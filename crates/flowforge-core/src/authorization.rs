//! Declarative capability table for agent authorization.
//!
//! Paths are matched against an ordered list of `(glob, capability)` rules.
//! The first matching rule decides which capability a session must hold to
//! commit the path; a path matching no rule needs none.

use globset::{GlobBuilder, GlobMatcher};
use serde::{Deserialize, Serialize};

use crate::domain::{FlowforgeError, Result};

/// One `(pattern, capability)` row.
#[derive(Debug, Clone, PartialEq, Eq, Serialize, Deserialize)]
pub struct CapabilityRule {
    pub pattern: String,
    pub capability: String,
}

impl CapabilityRule {
    pub fn new(pattern: impl Into<String>, capability: impl Into<String>) -> Self {
        Self {
            pattern: pattern.into(),
            capability: capability.into(),
        }
    }
}

/// Ordered capability rules, evaluated first-match-wins.
#[derive(Debug, Clone)]
pub struct CapabilityTable {
    rules: Vec<(CapabilityRule, GlobMatcher)>,
}

const STANDARD_RULES: &[(&str, &str)] = &[
    ("**/migrations/**", "database"),
    ("**/*.sql", "database"),
    (".github/**", "devops"),
    ("**/Dockerfile", "devops"),
    ("**/*.tf", "devops"),
    ("**/auth/**", "security"),
    ("**/security/**", "security"),
    ("documentation/**", "documentation"),
];

impl CapabilityTable {
    /// Compile `rules`, keeping their order.
    pub fn new(rules: Vec<CapabilityRule>) -> Result<Self> {
        let compiled = rules
            .into_iter()
            .map(|rule| {
                let matcher = GlobBuilder::new(&rule.pattern)
                    .literal_separator(true)
                    .build()
                    .map_err(|e| FlowforgeError::InvalidPattern {
                        pattern: rule.pattern.clone(),
                        reason: e.to_string(),
                    })?
                    .compile_matcher();
                Ok((rule, matcher))
            })
            .collect::<Result<Vec<_>>>()?;
        Ok(Self { rules: compiled })
    }

    /// The built-in reviewer table.
    pub fn standard() -> Self {
        let rules = STANDARD_RULES
            .iter()
            .filter_map(|(pattern, capability)| {
                let matcher = GlobBuilder::new(pattern)
                    .literal_separator(true)
                    .build()
                    .ok()?
                    .compile_matcher();
                Some((CapabilityRule::new(*pattern, *capability), matcher))
            })
            .collect();
        Self { rules }
    }

    /// Capability required to commit `path`, from the first matching rule.
    pub fn required_capability(&self, path: &str) -> Option<&str> {
        self.rules
            .iter()
            .find(|(_, matcher)| matcher.is_match(path))
            .map(|(rule, _)| rule.capability.as_str())
    }

    pub fn len(&self) -> usize {
        self.rules.len()
    }

    pub fn is_empty(&self) -> bool {
        self.rules.is_empty()
    }
}

impl Default for CapabilityTable {
    fn default() -> Self {
        Self::standard()
    }
}

#[cfg(test)]
mod tests {
    use super::*;

    #[test]
    fn test_standard_table_compiles_every_rule() {
        assert_eq!(CapabilityTable::standard().len(), STANDARD_RULES.len());
    }

    #[test]
    fn test_standard_mapping() {
        let table = CapabilityTable::standard();
        assert_eq!(
            table.required_capability("db/migrations/001_init.sql"),
            Some("database")
        );
        assert_eq!(table.required_capability("scripts/seed.sql"), Some("database"));
        assert_eq!(
            table.required_capability(".github/workflows/ci.yml"),
            Some("devops")
        );
        assert_eq!(table.required_capability("Dockerfile"), Some("devops"));
        assert_eq!(table.required_capability("infra/main.tf"), Some("devops"));
        assert_eq!(
            table.required_capability("src/auth/session.ts"),
            Some("security")
        );
        assert_eq!(
            table.required_capability("documentation/api/orders.md"),
            Some("documentation")
        );
        assert_eq!(table.required_capability("src/service/order.ts"), None);
    }

    #[test]
    fn test_first_match_wins() {
        let table = CapabilityTable::new(vec![
            CapabilityRule::new("src/auth/legacy/**", "legacy"),
            CapabilityRule::new("src/auth/**", "security"),
        ])
        .unwrap();
        assert_eq!(
            table.required_capability("src/auth/legacy/login.ts"),
            Some("legacy")
        );
        assert_eq!(
            table.required_capability("src/auth/login.ts"),
            Some("security")
        );
    }

    #[test]
    fn test_star_does_not_cross_directories() {
        let table = CapabilityTable::new(vec![CapabilityRule::new("*.tf", "devops")]).unwrap();
        assert_eq!(table.required_capability("main.tf"), Some("devops"));
        assert_eq!(table.required_capability("infra/main.tf"), None);
    }

    #[test]
    fn test_invalid_pattern_is_reported() {
        let err = CapabilityTable::new(vec![CapabilityRule::new("src/[", "x")]).unwrap_err();
        assert!(matches!(err, FlowforgeError::InvalidPattern { .. }));
    }
}
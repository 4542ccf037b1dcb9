//! Rule 35: protected areas require an authorized agent session.

use std::collections::BTreeSet;

use crate::authorization::CapabilityTable;
use crate::domain::{Finding, RuleResult};

use super::{CheckInput, Checker, CheckerKind, Tally, Wording};

pub struct AgentAuthorization {
    capabilities: CapabilityTable,
}

impl AgentAuthorization {
    pub fn new(capabilities: CapabilityTable) -> Self {
        Self { capabilities }
    }
}

impl Checker for AgentAuthorization {
    fn kind(&self) -> CheckerKind {
        CheckerKind::AgentAuthorization
    }

    fn check(&self, input: &CheckInput<'_>) -> RuleResult {
        let kind = self.kind();
        let Some(session_id) = input.state.session_id.as_deref() else {
            return RuleResult::skipped(
                kind.rule(),
                kind.name(),
                format!(
                    "Rule {}: no agent session id; authorization not evaluated",
                    kind.rule()
                ),
            );
        };

        let mut tally = Tally::default();
        let mut missing = BTreeSet::new();
        for file in input.changeset.files() {
            let Some(required) = self.capabilities.required_capability(&file.path) else {
                continue;
            };
            if !input.state.has_capability(required) {
                missing.insert(required.to_string());
                tally.block(Finding::at(
                    &file.path,
                    format!("requires '{required}' authorization"),
                ));
            }
        }

        let fix = missing
            .iter()
            .map(|cap| format!("flowforge authorize grant {cap} --session {session_id}"))
            .collect::<Vec<_>>()
            .join("; ");
        tally.finish(
            kind,
            Wording {
                pass: "agent session authorized for staged paths",
                block: "agent session lacks authorization for staged paths",
                warn: "agent session lacks authorization for staged paths",
                fix: format!("Ask a reviewer to run: {fix}"),
            },
        )
    }
}

#[cfg(test)]
mod tests {
    use super::*;
    use crate::checkers::test_support::Fixture;
    use crate::domain::{Changeset, Severity, StagedFile};

    fn fixture() -> Fixture {
        Fixture::new(Changeset::new(vec![
            StagedFile::added("migrations/007_refunds.sql", "SELECT 1;\n"),
            StagedFile::modified("src/service/order.ts", "x\n", vec![]),
        ]))
    }

    #[test]
    fn test_without_session_id_is_skipped() {
        let fx = fixture();
        let result = AgentAuthorization::new(CapabilityTable::standard()).check(&fx.input());
        assert!(result.skipped);
    }

    #[test]
    fn test_missing_capability_blocks() {
        let mut fx = fixture();
        fx.state.session_id = Some("agent-7".to_string());
        let result = AgentAuthorization::new(CapabilityTable::standard()).check(&fx.input());
        assert!(result.is_block());
        assert_eq!(result.findings.len(), 1);
        assert!(result
            .fix
            .unwrap()
            .contains("flowforge authorize grant database --session agent-7"));
    }

    #[test]
    fn test_granted_capability_passes() {
        let mut fx = fixture();
        fx.state.session_id = Some("agent-7".to_string());
        fx.state.granted_capabilities.insert("database".to_string());
        let result = AgentAuthorization::new(CapabilityTable::standard()).check(&fx.input());
        assert_eq!(result.severity, Severity::Pass);
    }
}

☆ ☆ ☆ ☆

> Exercise objective
The word "Severity" appears in some lines of the data. Copy every one of those lines.

> Task answer
    use crate::domain::{Changeset, Severity, StagedFile};
        assert_eq!(result.severity, Severity::Pass);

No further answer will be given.